A single-institution institutional review board-approved database was reviewed. Inclusion criteria were clinicopathologic diagnosis of IBC and age ≥ 18 years. Stage IV disease was excluded. We collected data on demographics, tumor characteristics including histology and subtype, axillary status, and treatment effect details.
Sixty-six patients fulfilled criteria. Mean follow-up was 4.1 years. The AXpCR was 6% for luminal A and luminal B [human epidermal growth factor receptor (HER)2 −] subtypes, and 24% for basal subtype. The AXpCR rate was 64% for HER2-enriched and luminal B (HER2 +) patients. Achievement of AXpCR among these HER2-positive patients was statistically significant (p = 0.0001). There was minimal difference in achieving AXpCR in HER2-overexpressing patients regardless of hormone receptor status (p = 1.000).
Understanding the best patients to select for use of SLNB or targeted lymph node dissection after treatment is evolving.

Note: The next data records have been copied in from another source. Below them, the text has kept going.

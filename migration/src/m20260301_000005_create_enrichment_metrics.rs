// Copyright (c) 2025 Kirky.X
//
// Licensed under the MIT License
// See LICENSE file in the project root for full license information.

use sea_orm_migration::prelude::*;

use super::m20260301_000002_create_audit_runs::AuditRuns;

#[derive(DeriveMigrationName)]
pub struct Migration;

#[async_trait::async_trait]
impl MigrationTrait for Migration {
    async fn up(&self, manager: &SchemaManager) -> Result<(), DbErr> {
        manager
            .create_table(
                Table::create()
                    .table(EnrichmentMetrics::Table)
                    .if_not_exists()
                    .col(
                        ColumnDef::new(EnrichmentMetrics::Id)
                            .uuid()
                            .not_null()
                            .primary_key(),
                    )
                    .col(ColumnDef::new(EnrichmentMetrics::RunId).uuid().not_null())
                    .col(ColumnDef::new(EnrichmentMetrics::Url).string().not_null())
                    .col(ColumnDef::new(EnrichmentMetrics::Strategy).string().not_null())
                    .col(ColumnDef::new(EnrichmentMetrics::PerformanceScore).double())
                    .col(ColumnDef::new(EnrichmentMetrics::FirstContentfulPaintMs).double())
                    .col(ColumnDef::new(EnrichmentMetrics::LargestContentfulPaintMs).double())
                    .col(ColumnDef::new(EnrichmentMetrics::TotalBlockingTimeMs).double())
                    .col(ColumnDef::new(EnrichmentMetrics::CumulativeLayoutShift).double())
                    .col(ColumnDef::new(EnrichmentMetrics::SpeedIndexMs).double())
                    .col(ColumnDef::new(EnrichmentMetrics::Raw).json().not_null())
                    .col(
                        ColumnDef::new(EnrichmentMetrics::CreatedAt)
                            .timestamp_with_time_zone()
                            .not_null()
                            .default(Expr::current_timestamp()),
                    )
                    .foreign_key(
                        ForeignKey::create()
                            .name("fk_enrichment_metrics_run")
                            .from(EnrichmentMetrics::Table, EnrichmentMetrics::RunId)
                            .to(AuditRuns::Table, AuditRuns::Id)
                            .on_delete(ForeignKeyAction::Cascade)
                            .on_update(ForeignKeyAction::Cascade),
                    )
                    .to_owned(),
            )
            .await?;

        manager
            .create_index(
                Index::create()
                    .name("idx_enrichment_metrics_run_url_strategy")
                    .table(EnrichmentMetrics::Table)
                    .col(EnrichmentMetrics::RunId)
                    .col(EnrichmentMetrics::Url)
                    .col(EnrichmentMetrics::Strategy)
                    .unique()
                    .to_owned(),
            )
            .await
    }

    async fn down(&self, manager: &SchemaManager) -> Result<(), DbErr> {
        manager
            .drop_table(Table::drop().table(EnrichmentMetrics::Table).to_owned())
            .await
    }
}

#[derive(DeriveIden)]
enum EnrichmentMetrics {
    Table,
    Id,
    RunId,
    Url,
    Strategy,
    PerformanceScore,
    FirstContentfulPaintMs,
    LargestContentfulPaintMs,
    TotalBlockingTimeMs,
    CumulativeLayoutShift,
    SpeedIndexMs,
    Raw,
    CreatedAt,
}
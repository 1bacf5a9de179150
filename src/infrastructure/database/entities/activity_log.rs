// Copyright 2025 Kirky.X
//
// Licensed under the Apache License, Version 2.0 (the "License");
// you may not use this file except in compliance with the License.
// You may obtain a copy of the License at
//
//     http://www.apache.org/licenses/LICENSE-2.0
//
// Unless required by applicable law or agreed to in writing, software
// distributed under the License is distributed on an "AS IS" BASIS,
// WITHOUT WARRANTIES OR CONDITIONS OF ANY KIND, either express or implied.
// See the License for the specific language governing permissions and
// limitations under the License.

use sea_orm::entity::prelude::*;
use uuid::Uuid;

#[derive(Clone, Debug, PartialEq, DeriveEntityModel)]
#[sea_orm(table_name = "activity_logs")]
pub struct Model {
    #[sea_orm(primary_key, auto_increment = false)]
    pub id: Uuid,
    pub channel: String,
    pub level: String,
    pub event: String,
    #[sea_orm(column_type = "Text")]
    pub message: String,
    pub user_id: Option<Uuid>,
    pub domain_id: Option<Uuid>,
    pub run_ref: Option<String>,
    pub tags: Json,
    pub created_at: ChronoDateTimeWithTimeZone,
}

#[derive(Copy, Clone, Debug, EnumIter, DeriveRelation)]
pub enum Relation {}

impl ActiveModelBehavior for ActiveModel {}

This unique series identified and described the axillary pathologic characteristics of IBC patients following NAC. Further research is needed to confirm that the approach, axillary node clip placement prior to treatment, is feasible and accurate in IBC.
The authors have no disclosures of any commercial interest in the subject of study or relevant financial or material support.